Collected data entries
☆ ☆ ☆ ☆ ☆ ☆ ☆
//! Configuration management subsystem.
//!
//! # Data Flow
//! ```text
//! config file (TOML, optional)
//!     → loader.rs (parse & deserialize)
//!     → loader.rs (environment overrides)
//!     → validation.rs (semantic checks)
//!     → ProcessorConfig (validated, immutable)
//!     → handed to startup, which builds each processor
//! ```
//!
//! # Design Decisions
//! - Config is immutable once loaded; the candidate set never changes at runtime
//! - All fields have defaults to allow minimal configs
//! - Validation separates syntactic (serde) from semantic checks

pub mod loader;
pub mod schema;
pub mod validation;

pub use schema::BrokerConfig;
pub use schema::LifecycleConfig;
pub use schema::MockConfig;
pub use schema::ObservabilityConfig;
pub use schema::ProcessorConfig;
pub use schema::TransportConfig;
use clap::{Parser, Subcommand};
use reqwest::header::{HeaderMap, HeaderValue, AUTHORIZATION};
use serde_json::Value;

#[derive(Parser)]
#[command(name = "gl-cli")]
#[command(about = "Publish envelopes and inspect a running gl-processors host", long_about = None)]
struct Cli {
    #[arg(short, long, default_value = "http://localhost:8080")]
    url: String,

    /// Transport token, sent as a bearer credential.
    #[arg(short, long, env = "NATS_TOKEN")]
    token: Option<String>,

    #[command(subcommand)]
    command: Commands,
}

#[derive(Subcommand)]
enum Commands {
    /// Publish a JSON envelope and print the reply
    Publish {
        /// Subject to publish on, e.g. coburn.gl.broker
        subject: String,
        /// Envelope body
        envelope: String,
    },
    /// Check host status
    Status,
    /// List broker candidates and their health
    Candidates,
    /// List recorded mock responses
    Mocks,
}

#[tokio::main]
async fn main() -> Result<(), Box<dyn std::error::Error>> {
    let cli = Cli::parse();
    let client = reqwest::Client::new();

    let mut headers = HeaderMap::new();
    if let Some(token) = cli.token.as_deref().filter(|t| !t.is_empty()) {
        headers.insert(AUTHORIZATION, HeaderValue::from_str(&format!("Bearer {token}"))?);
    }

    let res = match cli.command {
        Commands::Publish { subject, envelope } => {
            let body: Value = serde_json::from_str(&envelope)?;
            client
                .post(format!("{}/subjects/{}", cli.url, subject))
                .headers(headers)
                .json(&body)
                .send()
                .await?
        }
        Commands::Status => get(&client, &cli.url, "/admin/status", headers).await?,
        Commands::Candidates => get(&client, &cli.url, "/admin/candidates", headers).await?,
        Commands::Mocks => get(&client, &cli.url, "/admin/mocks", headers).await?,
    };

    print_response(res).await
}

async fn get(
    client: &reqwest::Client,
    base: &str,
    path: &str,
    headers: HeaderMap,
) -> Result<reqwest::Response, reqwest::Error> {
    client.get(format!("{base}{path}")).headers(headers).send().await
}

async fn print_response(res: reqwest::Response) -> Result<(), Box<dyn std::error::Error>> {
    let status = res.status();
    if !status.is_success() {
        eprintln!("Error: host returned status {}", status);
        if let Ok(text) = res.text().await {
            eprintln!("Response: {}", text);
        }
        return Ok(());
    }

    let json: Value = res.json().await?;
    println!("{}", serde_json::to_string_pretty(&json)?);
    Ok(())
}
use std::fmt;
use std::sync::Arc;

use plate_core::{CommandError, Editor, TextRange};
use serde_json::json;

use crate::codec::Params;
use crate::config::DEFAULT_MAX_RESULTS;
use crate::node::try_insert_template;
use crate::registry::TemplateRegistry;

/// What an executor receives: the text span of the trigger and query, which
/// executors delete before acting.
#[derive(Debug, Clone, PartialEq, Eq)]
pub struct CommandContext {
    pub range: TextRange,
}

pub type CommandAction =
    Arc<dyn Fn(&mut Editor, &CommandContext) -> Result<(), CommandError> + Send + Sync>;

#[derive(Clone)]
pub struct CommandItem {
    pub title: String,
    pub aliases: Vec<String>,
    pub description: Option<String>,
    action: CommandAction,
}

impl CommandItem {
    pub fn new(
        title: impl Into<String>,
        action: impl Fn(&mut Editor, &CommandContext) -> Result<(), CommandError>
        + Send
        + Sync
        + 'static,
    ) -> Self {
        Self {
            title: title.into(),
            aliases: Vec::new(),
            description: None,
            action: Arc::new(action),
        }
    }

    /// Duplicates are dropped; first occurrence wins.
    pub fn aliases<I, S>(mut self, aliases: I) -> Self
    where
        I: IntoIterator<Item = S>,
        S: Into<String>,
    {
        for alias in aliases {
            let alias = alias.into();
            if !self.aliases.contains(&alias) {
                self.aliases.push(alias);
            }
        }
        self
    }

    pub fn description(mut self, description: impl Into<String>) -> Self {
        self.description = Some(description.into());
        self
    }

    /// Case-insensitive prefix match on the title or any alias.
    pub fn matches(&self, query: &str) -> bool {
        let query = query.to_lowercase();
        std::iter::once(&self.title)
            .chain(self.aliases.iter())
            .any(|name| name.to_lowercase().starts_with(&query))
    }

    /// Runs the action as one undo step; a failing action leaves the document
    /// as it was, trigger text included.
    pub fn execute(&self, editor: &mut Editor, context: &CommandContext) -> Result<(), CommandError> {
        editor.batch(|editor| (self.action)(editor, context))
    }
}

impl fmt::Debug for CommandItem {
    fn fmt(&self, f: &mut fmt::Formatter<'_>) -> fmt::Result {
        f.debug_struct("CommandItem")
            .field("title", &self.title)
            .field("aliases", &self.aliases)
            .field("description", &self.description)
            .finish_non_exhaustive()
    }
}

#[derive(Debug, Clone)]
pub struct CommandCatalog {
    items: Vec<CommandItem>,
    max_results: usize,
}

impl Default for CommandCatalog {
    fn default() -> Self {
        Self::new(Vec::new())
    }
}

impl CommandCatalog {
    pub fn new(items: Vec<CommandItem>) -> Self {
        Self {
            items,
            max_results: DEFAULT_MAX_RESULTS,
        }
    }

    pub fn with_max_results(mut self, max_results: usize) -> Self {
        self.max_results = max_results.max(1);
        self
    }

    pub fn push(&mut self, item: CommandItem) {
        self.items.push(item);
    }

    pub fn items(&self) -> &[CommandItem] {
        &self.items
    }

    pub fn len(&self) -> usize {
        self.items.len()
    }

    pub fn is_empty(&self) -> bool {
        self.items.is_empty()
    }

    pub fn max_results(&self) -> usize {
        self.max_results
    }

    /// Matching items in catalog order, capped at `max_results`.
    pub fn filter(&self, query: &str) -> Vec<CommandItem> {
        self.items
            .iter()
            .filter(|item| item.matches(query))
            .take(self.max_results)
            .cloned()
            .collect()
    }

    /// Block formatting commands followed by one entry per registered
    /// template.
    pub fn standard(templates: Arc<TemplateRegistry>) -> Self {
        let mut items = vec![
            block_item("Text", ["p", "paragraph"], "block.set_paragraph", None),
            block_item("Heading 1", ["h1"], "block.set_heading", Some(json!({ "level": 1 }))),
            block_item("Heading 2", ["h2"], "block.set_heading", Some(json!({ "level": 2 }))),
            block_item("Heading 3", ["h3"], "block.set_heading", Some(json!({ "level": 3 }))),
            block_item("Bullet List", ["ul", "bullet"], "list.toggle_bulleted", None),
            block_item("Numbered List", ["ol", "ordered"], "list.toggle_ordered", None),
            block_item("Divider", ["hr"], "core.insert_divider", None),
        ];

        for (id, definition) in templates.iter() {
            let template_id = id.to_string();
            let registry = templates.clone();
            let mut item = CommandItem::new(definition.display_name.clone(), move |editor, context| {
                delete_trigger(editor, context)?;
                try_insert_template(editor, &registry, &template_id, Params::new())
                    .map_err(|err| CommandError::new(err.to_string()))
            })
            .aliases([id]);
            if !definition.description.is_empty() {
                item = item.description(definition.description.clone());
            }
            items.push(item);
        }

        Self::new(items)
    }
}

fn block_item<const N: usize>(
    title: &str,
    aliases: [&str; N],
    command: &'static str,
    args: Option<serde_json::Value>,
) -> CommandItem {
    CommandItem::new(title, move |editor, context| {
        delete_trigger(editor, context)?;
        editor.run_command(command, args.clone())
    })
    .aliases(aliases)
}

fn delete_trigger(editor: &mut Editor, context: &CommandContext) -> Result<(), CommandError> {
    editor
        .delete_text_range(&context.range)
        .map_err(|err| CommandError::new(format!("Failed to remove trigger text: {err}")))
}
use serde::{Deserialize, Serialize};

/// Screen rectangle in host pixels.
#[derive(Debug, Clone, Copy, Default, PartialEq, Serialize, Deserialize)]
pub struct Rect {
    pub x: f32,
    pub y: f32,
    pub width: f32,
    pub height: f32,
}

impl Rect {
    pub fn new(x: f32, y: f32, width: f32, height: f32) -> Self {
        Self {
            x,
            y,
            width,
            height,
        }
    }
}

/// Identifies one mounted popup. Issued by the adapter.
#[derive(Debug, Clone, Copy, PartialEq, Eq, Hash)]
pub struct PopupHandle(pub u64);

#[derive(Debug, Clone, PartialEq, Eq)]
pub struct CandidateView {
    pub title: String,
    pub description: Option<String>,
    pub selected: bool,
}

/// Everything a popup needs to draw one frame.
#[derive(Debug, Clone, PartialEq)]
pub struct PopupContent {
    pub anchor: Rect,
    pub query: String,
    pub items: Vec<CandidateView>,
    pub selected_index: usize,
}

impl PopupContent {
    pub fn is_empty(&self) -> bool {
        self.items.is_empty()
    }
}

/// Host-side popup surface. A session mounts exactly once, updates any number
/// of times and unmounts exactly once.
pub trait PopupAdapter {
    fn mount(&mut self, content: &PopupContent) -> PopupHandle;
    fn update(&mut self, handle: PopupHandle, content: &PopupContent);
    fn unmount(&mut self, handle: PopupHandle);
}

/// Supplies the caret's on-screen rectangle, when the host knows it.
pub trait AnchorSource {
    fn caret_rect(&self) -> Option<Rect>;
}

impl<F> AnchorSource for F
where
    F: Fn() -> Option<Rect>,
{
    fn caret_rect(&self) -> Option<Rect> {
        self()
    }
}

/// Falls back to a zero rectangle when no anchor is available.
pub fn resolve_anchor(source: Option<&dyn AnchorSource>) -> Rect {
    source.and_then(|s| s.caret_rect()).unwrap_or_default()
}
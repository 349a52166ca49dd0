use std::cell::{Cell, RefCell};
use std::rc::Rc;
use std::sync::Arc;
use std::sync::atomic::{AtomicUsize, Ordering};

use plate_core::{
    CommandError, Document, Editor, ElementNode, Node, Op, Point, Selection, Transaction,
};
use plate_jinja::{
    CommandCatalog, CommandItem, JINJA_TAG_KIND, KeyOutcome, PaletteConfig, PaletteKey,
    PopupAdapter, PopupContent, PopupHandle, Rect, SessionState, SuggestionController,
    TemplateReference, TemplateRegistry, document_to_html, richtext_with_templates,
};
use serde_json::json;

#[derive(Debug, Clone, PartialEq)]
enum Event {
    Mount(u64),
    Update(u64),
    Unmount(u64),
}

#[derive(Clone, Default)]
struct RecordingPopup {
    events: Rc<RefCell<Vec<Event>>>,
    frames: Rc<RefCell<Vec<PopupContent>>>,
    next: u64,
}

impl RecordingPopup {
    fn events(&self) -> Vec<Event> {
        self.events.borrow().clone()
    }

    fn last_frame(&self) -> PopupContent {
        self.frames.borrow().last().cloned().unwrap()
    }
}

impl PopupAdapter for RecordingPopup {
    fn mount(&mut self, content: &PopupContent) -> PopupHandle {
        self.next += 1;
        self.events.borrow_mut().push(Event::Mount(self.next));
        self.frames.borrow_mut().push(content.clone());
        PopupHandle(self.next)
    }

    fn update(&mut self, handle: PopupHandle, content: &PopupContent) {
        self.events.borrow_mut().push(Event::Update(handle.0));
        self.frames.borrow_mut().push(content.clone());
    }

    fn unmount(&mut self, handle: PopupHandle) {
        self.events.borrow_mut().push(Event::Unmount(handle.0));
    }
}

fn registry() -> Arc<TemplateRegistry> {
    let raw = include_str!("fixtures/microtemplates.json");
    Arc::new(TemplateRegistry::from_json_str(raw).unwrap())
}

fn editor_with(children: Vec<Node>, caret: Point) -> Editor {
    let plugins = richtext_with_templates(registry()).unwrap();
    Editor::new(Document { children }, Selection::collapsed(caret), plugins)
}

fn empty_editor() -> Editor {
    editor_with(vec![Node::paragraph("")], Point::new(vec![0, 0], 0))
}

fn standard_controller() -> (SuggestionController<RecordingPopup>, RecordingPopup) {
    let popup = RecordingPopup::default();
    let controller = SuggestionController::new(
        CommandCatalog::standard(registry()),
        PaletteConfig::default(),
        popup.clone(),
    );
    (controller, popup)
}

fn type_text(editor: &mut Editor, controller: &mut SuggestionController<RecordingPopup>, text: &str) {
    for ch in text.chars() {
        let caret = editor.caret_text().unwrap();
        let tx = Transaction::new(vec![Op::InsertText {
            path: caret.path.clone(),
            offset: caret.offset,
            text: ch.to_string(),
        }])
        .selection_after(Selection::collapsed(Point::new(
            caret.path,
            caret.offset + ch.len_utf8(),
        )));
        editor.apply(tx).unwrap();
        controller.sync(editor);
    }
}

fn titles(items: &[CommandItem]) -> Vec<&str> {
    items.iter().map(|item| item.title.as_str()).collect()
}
☆ ☆ ☆ ☆ ☆ ☆ ☆
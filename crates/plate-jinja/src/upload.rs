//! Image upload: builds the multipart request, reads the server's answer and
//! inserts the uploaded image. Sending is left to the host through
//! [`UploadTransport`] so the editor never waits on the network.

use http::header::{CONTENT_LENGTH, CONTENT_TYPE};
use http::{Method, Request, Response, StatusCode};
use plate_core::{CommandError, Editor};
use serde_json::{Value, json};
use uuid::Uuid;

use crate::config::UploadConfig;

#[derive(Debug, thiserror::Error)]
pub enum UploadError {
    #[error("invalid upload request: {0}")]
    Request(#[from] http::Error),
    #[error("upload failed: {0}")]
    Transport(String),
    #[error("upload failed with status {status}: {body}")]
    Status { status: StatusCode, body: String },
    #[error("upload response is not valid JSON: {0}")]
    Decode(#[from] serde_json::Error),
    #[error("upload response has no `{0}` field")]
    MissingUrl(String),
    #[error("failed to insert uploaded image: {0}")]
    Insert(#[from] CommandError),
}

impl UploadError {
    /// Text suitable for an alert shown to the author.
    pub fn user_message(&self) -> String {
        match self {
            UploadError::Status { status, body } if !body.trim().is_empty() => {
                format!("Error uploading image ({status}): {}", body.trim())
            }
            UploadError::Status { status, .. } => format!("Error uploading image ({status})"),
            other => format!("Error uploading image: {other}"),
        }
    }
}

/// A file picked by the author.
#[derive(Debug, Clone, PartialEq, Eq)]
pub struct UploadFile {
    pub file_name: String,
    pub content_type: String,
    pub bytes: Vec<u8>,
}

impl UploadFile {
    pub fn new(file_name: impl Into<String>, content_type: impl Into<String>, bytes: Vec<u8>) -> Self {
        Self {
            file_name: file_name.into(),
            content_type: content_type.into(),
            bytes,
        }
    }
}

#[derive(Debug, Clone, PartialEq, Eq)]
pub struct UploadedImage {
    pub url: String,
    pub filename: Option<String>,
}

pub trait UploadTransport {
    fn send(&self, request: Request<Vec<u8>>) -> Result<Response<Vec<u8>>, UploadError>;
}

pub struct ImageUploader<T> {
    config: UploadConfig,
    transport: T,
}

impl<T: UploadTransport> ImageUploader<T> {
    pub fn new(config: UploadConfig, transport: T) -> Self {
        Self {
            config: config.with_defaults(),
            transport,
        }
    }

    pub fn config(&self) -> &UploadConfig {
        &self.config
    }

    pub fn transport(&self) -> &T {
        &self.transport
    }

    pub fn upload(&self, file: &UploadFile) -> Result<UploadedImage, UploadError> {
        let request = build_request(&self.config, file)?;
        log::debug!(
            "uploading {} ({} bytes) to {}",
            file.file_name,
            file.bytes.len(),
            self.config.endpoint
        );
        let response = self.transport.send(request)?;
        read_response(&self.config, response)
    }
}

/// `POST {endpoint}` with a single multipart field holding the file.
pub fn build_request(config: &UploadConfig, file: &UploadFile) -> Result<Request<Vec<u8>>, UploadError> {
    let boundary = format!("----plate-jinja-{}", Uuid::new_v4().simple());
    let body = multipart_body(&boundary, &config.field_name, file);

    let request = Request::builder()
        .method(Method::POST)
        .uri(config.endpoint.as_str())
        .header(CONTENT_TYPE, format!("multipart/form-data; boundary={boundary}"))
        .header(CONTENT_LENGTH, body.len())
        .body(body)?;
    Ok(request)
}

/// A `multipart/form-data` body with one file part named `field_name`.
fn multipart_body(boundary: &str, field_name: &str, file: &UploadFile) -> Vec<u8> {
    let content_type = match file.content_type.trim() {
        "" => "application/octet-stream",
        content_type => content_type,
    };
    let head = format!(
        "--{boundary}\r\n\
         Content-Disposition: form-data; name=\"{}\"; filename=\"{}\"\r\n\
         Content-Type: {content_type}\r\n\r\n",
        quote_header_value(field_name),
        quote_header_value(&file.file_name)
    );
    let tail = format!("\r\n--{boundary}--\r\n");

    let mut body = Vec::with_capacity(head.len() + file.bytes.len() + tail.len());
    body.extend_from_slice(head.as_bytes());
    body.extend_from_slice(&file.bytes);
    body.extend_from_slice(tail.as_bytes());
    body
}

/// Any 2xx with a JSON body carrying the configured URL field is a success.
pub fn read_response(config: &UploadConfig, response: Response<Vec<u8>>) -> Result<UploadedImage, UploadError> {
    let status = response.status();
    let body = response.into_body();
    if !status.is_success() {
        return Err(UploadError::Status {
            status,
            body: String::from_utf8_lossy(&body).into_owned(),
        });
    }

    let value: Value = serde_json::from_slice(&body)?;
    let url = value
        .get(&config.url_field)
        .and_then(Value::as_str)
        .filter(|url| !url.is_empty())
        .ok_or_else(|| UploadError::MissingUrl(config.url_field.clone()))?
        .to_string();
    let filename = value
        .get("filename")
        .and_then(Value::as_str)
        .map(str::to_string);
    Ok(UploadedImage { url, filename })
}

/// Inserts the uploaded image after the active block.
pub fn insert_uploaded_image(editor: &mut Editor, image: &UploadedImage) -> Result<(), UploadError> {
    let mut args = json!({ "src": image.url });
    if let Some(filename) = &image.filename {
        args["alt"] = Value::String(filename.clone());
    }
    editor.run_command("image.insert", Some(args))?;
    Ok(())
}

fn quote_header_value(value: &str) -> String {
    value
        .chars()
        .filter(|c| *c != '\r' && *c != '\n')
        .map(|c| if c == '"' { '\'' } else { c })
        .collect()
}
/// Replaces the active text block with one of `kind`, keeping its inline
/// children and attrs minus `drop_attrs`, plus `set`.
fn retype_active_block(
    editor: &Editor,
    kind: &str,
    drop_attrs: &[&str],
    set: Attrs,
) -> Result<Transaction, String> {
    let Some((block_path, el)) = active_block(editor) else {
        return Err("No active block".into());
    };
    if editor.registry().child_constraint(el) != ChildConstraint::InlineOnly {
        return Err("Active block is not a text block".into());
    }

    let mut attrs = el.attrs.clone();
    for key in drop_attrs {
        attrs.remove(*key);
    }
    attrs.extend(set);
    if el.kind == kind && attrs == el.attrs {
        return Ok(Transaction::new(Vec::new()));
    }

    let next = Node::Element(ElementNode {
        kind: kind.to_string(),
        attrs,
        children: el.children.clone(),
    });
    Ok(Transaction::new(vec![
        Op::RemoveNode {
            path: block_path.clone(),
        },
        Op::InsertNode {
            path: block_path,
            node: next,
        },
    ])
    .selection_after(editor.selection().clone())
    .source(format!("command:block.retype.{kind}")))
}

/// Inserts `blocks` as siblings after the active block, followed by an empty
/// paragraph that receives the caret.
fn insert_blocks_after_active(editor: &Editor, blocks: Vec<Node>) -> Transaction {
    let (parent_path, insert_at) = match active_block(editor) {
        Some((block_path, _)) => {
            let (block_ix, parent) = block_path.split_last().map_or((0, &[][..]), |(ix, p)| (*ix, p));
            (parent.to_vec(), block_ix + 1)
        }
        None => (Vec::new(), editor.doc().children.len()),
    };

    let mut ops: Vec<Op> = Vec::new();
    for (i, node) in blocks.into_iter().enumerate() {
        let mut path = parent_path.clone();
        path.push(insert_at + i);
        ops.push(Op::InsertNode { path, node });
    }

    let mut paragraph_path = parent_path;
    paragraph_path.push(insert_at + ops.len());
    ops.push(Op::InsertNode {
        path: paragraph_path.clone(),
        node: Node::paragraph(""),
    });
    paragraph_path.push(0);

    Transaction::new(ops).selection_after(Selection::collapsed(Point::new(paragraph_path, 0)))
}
☆ ☆ ☆ ☆ ☆ ☆ ☆
YOUR GOAL ▸
Lines that contain "level" are the result; find them in the entries above and copy each one.

RESULT ▸
            block_item("Heading 1", ["h1"], "block.set_heading", Some(json!({ "level": 1 }))),
            block_item("Heading 2", ["h2"], "block.set_heading", Some(json!({ "level": 2 }))),
            block_item("Heading 3", ["h3"], "block.set_heading", Some(json!({ "level": 3 }))),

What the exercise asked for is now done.